You might think a prompt is just "Help me code," but in a complex application, the prompt is built from multiple layers:

  1. Base Persona: "You are an expert coding agent."
  2. Environment: "You are running on macOS."
  3. Custom Instructions: "Always write tests first" (from your settings).

This logic is found in systemPrompt.ts.

// From systemPrompt.ts - Simplified
export function buildEffectiveSystemPrompt({
  customSystemPrompt,
  defaultSystemPrompt,
  agentDefinition
}): SystemPrompt {
  // 1. Start with the default instructions
  const promptParts = [...defaultSystemPrompt]

  // 2. If there are custom instructions, add them
  if (customSystemPrompt) {
    promptParts.push(customSystemPrompt)
  }

  // 3. Combine into one final block of text
  return asSystemPrompt(promptParts)
}

Explanation: The code constructs an array of strings. It stacks the default instructions, agent-specific rules, and user customizations into one big text block that gets sent to the AI before the conversation starts.

Key Concept 3: Context & Token Budgets (Managing Memory)

AI models process text in chunks called Tokens (roughly 0.75 of a word). Every model has a "Context Window"β€”a maximum limit of tokens it can remember at once (e.g., 200,000 tokens).

If you send too much code, the model crashes or forgets instructions.

Determining the Limit

The file context.ts figures out how big the model's memory is.
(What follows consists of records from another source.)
#[cfg(test)]
mod tests {
    use super::{Node, Text};
    use crate::basic::helper::*;
    use serde_json::json;

    #[test]
    fn text_slices_by_utf16_offset() {
        let t = Text::from("hello");
        assert_eq!(t.slice_utf16(1, 4), "ell");
        assert_eq!(t.slice_utf16(0, 9), "hello");
        assert_eq!(t.slice_utf16(5, 5), "");

        // U+1F60A is two UTF-16 code units
        let t = Text::from("a\u{1F60A}b");
        assert_eq!(t.len_utf16(), 4);
        assert_eq!(t.slice_utf16(1, 3), "\u{1F60A}");
        assert_eq!(t.slice_utf16(3, 4), "b");
    }

    #[test]
    fn node_sizes() {
        assert_eq!(text("Hello").node_size(), 5);
        assert_eq!(text("\u{1F60A}").node_size(), 2);
        assert_eq!(p(("Hallo", "Foo")).node_size(), 10);
        assert_eq!(hr().node_size(), 1);
        assert_eq!(doc(p("ab")).node_size(), 6);
    }

    #[test]
    fn text_content_concatenates() {
        let d = doc((p(("one", em("two"))), p("three")));
        assert_eq!(d.text_content(), "onetwothree");
    }

    #[test]
    fn cut_preserves_wrapping_node() {
        let d = doc(p("abcd"));
        let cut = d.cut(2..4).into_owned();
        assert_eq!(cut, doc(p("bc")));
        assert_eq!(d.cut(..).into_owned(), d);
    }

    #[test]
    fn node_at_returns_following_node() {
        let d = doc((p("ab"), p("cd")));
        assert_eq!(d.node_at(0).unwrap(), &p("ab"));
        assert_eq!(d.node_at(1).unwrap().text_content(), "ab");
        assert_eq!(d.node_at(4).unwrap(), &p("cd"));
        assert!(d.node_at(8).is_none());
    }

    #[test]
    fn range_has_mark_scans_text() {
        let d = doc(p(("one ", em("two"))));
        let em_mark = schema().mark("em", None).unwrap();
        assert!(d.range_has_mark(0..d.content().size(), &em_mark));
        assert!(!d.range_has_mark(0..4, &em_mark));
    }

    #[test]
    fn can_replace_checks_content() {
        let d = doc(p("ab"));
        let para = d.child(0);
        // Splicing text into a paragraph is fine
        let frag = p("xy").content().clone();
        assert!(para.can_replace(0, 0, Some(&frag), ..).unwrap());
        // A paragraph does not accept another paragraph as a child
        let bad = doc(p("x")).content().clone();
        assert!(!para.can_replace(0, 0, Some(&bad), ..).unwrap());
    }

    #[test]
    fn check_validates_recursively() {
        let d = doc((p("ab"), blockquote(p("cd"))));
        assert_eq!(d.check(), Ok(()));
    }

    #[test]
    fn json_round_trip() {
        let d = doc((p(("ab", em("cd"))), blockquote(p("ef")), h1("hi")));
        let encoded = serde_json::to_value(&d).unwrap();
        let decoded = Node::from_json(schema(), &encoded).unwrap();
        assert_eq!(decoded, d);
    }

    #[test]
    fn json_shape() {
        let d = doc(p("hi"));
        assert_eq!(
            serde_json::to_value(&d).unwrap(),
            json!({
                "type": "doc",
                "content": [
                    {"type": "paragraph", "content": [{"type": "text", "text": "hi"}]}
                ]
            })
        );
    }

    #[test]
    fn json_rejects_bad_input() {
        assert!(Node::from_json(schema(), &json!({"type": "nope"})).is_err());
        assert!(Node::from_json(schema(), &json!({"type": "text", "text": ""})).is_err());
        assert!(Node::from_json(schema(), &json!({"type": "text"})).is_err());
        assert!(
            Node::from_json(schema(), &json!({"type": "paragraph", "content": {}})).is_err()
        );
    }
}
// From context.ts - Simplified
export function getContextWindowForModel(model: string): number {
  // 1. Check for explicit 1 Million Context support
  if (model.includes('[1m]')) {
    return 1_000_000
  }

  // 2. Check model capabilities (Sonnet vs Haiku)
  if (model.includes('sonnet-4-6')) {
     return 200_000 // Standard limit
  }

  // 3. Default fallback
  return 200_000
}

Explanation: The function looks at the model name. If it sees special flags like [1m] (1 million tokens), it expands the limit. Otherwise, it returns the standard safety limit.

Budgeting the Output

We also need to control how much the AI writes back to us. We don't want it to print 1 million lines of code and freeze the terminal. This is the Output Token Limit.

// From context.ts - Simplified
export function getModelMaxOutputTokens(model: string) {
  // Newer models can write more
  if (model.includes('sonnet-3-7')) {
    return { default: 32_000, upperLimit: 64_000 }
  }

  // Older models are more restricted
  return { default: 8_192, upperLimit: 8_192 }
}

Explanation: Different models have different "stamina." This code ensures we don't ask a smaller model to write a novel, which would cause an error.

Internal Implementation: The Brain Sequence

Let's visualize what happens when you type a message to the agent.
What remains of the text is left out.